§ EXERCISE GOAL: From the listing below, pull out all lines with "Relaxed" in them.

§ SOURCE DATA:
----------------

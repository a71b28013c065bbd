//! # Shared Buffer Pool
//!
//! The default [`Arena`]: power-of-two size classes per element type,
//! retained across unrelated containers.

use std::any::{Any, TypeId};
use std::collections::HashMap;
use std::mem;
use std::sync::atomic::{AtomicU64, Ordering};
use std::sync::{Arc, OnceLock};

use parking_lot::Mutex;

use super::arena::Arena;
use crate::config::{ArenaConfig, MIN_POOLED_LENGTH};
use crate::error::{CollectionError, CollectionResult};

type BucketKey = (TypeId, u32);

/// A pool of reusable buffers shared by any number of containers.
///
/// Requests are rounded up to a power-of-two size class (at least 16
/// elements). Buffers larger than `max_pooled_length` bypass the pool:
/// they are allocated exactly and dropped on return.
///
/// Cloning the handle shares the same pool.
///
/// # Thread Safety
///
/// Rent and return take a short `parking_lot` lock; the handle is
/// `Send + Sync` and may be used from any thread.
///
/// # Example
///
/// ```rust,ignore
/// let arena = SharedArena::with_config(ArenaConfig::default())?;
/// let mut list = PooledList::with_capacity_in(100, arena.clone());
/// list.add(1);
/// drop(list); // buffer goes back to `arena`
/// assert_eq!(arena.stats().returned, 1);
/// ```
#[derive(Clone)]
pub struct SharedArena {
    inner: Arc<PoolInner>,
}

struct PoolInner {
    config: ArenaConfig,
    buckets: Mutex<HashMap<BucketKey, Vec<Box<dyn Any + Send>>>>,
    counters: PoolCounters,
}

#[derive(Default)]
struct PoolCounters {
    rented: AtomicU64,
    reused: AtomicU64,
    returned: AtomicU64,
    rejected: AtomicU64,
    dropped: AtomicU64,
}

/// Snapshot of a pool's lifetime counters.
#[derive(Clone, Copy, Debug, Default, PartialEq, Eq)]
pub struct ArenaStats {
    /// Buffers handed out, fresh or reused.
    pub rented: u64,
    /// Rents served from a retained buffer.
    pub reused: u64,
    /// Buffers accepted back into a bucket.
    pub returned: u64,
    /// Returns refused because the buffer is not a size-class buffer.
    pub rejected: u64,
    /// Returns accepted but dropped (oversized or bucket full).
    pub dropped: u64,
}

static GLOBAL: OnceLock<SharedArena> = OnceLock::new();

impl SharedArena {
    /// Creates an independent pool.
    ///
    /// # Errors
    ///
    /// Returns [`CollectionError::InvalidConfig`] if `config` fails validation.
    pub fn with_config(config: ArenaConfig) -> CollectionResult<Self> {
        config.validate()?;
        Ok(Self::from_valid(config))
    }

    fn from_valid(config: ArenaConfig) -> Self {
        Self {
            inner: Arc::new(PoolInner {
                config,
                buckets: Mutex::new(HashMap::new()),
                counters: PoolCounters::default(),
            }),
        }
    }

    /// Returns the process-wide default pool.
    #[must_use]
    pub fn global() -> Self {
        GLOBAL
            .get_or_init(|| Self::from_valid(ArenaConfig::default()))
            .clone()
    }

    /// Returns the pool's configuration.
    #[inline]
    #[must_use]
    pub fn config(&self) -> &ArenaConfig {
        &self.inner.config
    }

    /// Returns a snapshot of the lifetime counters.
    #[must_use]
    pub fn stats(&self) -> ArenaStats {
        let counters = &self.inner.counters;
        ArenaStats {
            rented: counters.rented.load(Ordering::Relaxed),
            reused: counters.reused.load(Ordering::Relaxed),
            returned: counters.returned.load(Ordering::Relaxed),
            rejected: counters.rejected.load(Ordering::Relaxed),
            dropped: counters.dropped.load(Ordering::Relaxed),
        }
    }

    /// Number of buffers currently retained across all buckets.
    #[must_use]
    pub fn retained(&self) -> usize {
        self.inner.buckets.lock().values().map(Vec::len).sum()
    }

    /// Drops every retained buffer.
    pub fn trim(&self) {
        self.inner.buckets.lock().clear();
    }

    /// Returns the pooled size class for a request, or `None` if the
    /// request bypasses the pool.
    fn size_class(&self, min_len: usize) -> Option<usize> {
        let class = min_len.max(MIN_POOLED_LENGTH).checked_next_power_of_two()?;
        (class <= self.inner.config.max_pooled_length).then_some(class)
    }

    #[allow(clippy::cast_possible_truncation)]
    fn bucket_key<T: 'static>(class: usize) -> BucketKey {
        (TypeId::of::<T>(), class.trailing_zeros())
    }
}

impl Default for SharedArena {
    fn default() -> Self {
        Self::global()
    }
}

impl std::fmt::Debug for SharedArena {
    fn fmt(&self, f: &mut std::fmt::Formatter<'_>) -> std::fmt::Result {
        f.debug_struct("SharedArena")
            .field("config", &self.inner.config)
            .field("stats", &self.stats())
            .finish()
    }
}

impl Arena for SharedArena {
    fn rent<T: Send + 'static>(&self, min_len: usize) -> Vec<T> {
        if min_len == 0 || mem::size_of::<T>() == 0 {
            return Vec::new();
        }
        let counters = &self.inner.counters;
        counters.rented.fetch_add(1, Ordering::Relaxed);

        let Some(class) = self.size_class(min_len) else {
            tracing::trace!(min_len, "rent bypasses pool");
            return Vec::with_capacity(min_len);
        };

        let pooled = self
            .inner
            .buckets
            .lock()
            .get_mut(&Self::bucket_key::<T>(class))
            .and_then(Vec::pop);
        if let Some(buffer) = pooled.and_then(|b| b.downcast::<Vec<T>>().ok()) {
            counters.reused.fetch_add(1, Ordering::Relaxed);
            tracing::trace!(min_len, class, "rent reused pooled buffer");
            return *buffer;
        }

        tracing::trace!(min_len, class, "rent allocated fresh buffer");
        Vec::with_capacity(class)
    }

    fn give_back<T: Send + 'static>(&self, mut buffer: Vec<T>) -> CollectionResult<()> {
        let capacity = buffer.capacity();
        if capacity == 0 || mem::size_of::<T>() == 0 {
            return Ok(());
        }
        let counters = &self.inner.counters;
        let config = &self.inner.config;

        if capacity > config.max_pooled_length {
            counters.dropped.fetch_add(1, Ordering::Relaxed);
            return Ok(());
        }
        if !capacity.is_power_of_two() || capacity < MIN_POOLED_LENGTH {
            counters.rejected.fetch_add(1, Ordering::Relaxed);
            return Err(CollectionError::BufferRejected { capacity });
        }

        buffer.clear();
        let mut buckets = self.inner.buckets.lock();
        let bucket = buckets.entry(Self::bucket_key::<T>(capacity)).or_default();
        if bucket.len() >= config.max_buffers_per_bucket {
            counters.dropped.fetch_add(1, Ordering::Relaxed);
            return Ok(());
        }
        bucket.push(Box::new(buffer));
        counters.returned.fetch_add(1, Ordering::Relaxed);
        tracing::trace!(capacity, "buffer returned to pool");
        Ok(())
    }

    fn max_array_length(&self) -> usize {
        self.inner.config.max_array_length
    }

    fn hash_collision_threshold(&self) -> usize {
        self.inner.config.hash_collision_threshold
    }
}

#[cfg(test)]
mod tests {
    use super::*;

    fn private_arena() -> SharedArena {
        SharedArena::with_config(ArenaConfig::default()).unwrap()
    }

    #[test]
    fn test_rent_rounds_up_to_size_class() {
        let arena = private_arena();
        let buffer: Vec<u32> = arena.rent(5);
        assert!(buffer.is_empty());
        assert!(buffer.capacity() >= MIN_POOLED_LENGTH);

        let buffer: Vec<u32> = arena.rent(100);
        assert!(buffer.capacity() >= 128);
    }

    #[test]
    fn test_zero_rent_does_not_allocate() {
        let arena = private_arena();
        let buffer: Vec<u64> = arena.rent(0);
        assert_eq!(buffer.capacity(), 0);
        assert_eq!(arena.stats().rented, 0);
    }

    #[test]
    fn test_returned_buffer_is_reused() {
        let arena = private_arena();
        let mut buffer: Vec<u32> = arena.rent(32);
        buffer.extend([1, 2, 3]);
        arena.give_back(buffer).unwrap();
        assert_eq!(arena.retained(), 1);

        let again: Vec<u32> = arena.rent(20);
        assert!(again.is_empty());
        assert_eq!(arena.stats().reused, 1);
        assert_eq!(arena.retained(), 0);
    }

    #[test]
    fn test_buckets_are_keyed_by_type() {
        let arena = private_arena();
        let buffer: Vec<u32> = arena.rent(32);
        arena.give_back(buffer).unwrap();

        let other: Vec<u64> = arena.rent(32);
        assert_eq!(other.capacity(), 32);
        assert_eq!(arena.stats().reused, 0);
    }

    #[test]
    fn test_foreign_buffer_is_rejected() {
        let arena = private_arena();
        let foreign: Vec<u8> = Vec::with_capacity(33);
        let result = arena.give_back(foreign);
        assert!(matches!(result, Err(CollectionError::BufferRejected { .. })));
        assert_eq!(arena.stats().rejected, 1);
    }

    #[test]
    fn test_oversized_requests_bypass_pool() {
        let config = ArenaConfig {
            max_pooled_length: 64,
            ..ArenaConfig::default()
        };
        let arena = SharedArena::with_config(config).unwrap();
        let buffer: Vec<u16> = arena.rent(100);
        assert!(buffer.capacity() >= 100);
        arena.give_back(buffer).unwrap();
        assert_eq!(arena.retained(), 0);
        assert_eq!(arena.stats().dropped, 1);
    }

    #[test]
    fn test_bucket_retention_is_bounded() {
        let config = ArenaConfig {
            max_buffers_per_bucket: 1,
            ..ArenaConfig::default()
        };
        let arena = SharedArena::with_config(config).unwrap();
        let a: Vec<u8> = arena.rent(16);
        let b: Vec<u8> = arena.rent(16);
        arena.give_back(a).unwrap();
        arena.give_back(b).unwrap();
        assert_eq!(arena.retained(), 1);
        assert_eq!(arena.stats().dropped, 1);
    }

    #[test]
    fn test_global_is_shared() {
        let a = SharedArena::global();
        let b = SharedArena::default();
        assert!(Arc::ptr_eq(&a.inner, &b.inner));
    }
}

----------------

§ OUTPUT FOR THIS TASK:
            rented: counters.rented.load(Ordering::Relaxed),
            reused: counters.reused.load(Ordering::Relaxed),
            returned: counters.returned.load(Ordering::Relaxed),
            rejected: counters.rejected.load(Ordering::Relaxed),
            dropped: counters.dropped.load(Ordering::Relaxed),
        counters.rented.fetch_add(1, Ordering::Relaxed);
            counters.reused.fetch_add(1, Ordering::Relaxed);
            counters.dropped.fetch_add(1, Ordering::Relaxed);
            counters.rejected.fetch_add(1, Ordering::Relaxed);
            counters.dropped.fetch_add(1, Ordering::Relaxed);
        counters.returned.fetch_add(1, Ordering::Relaxed);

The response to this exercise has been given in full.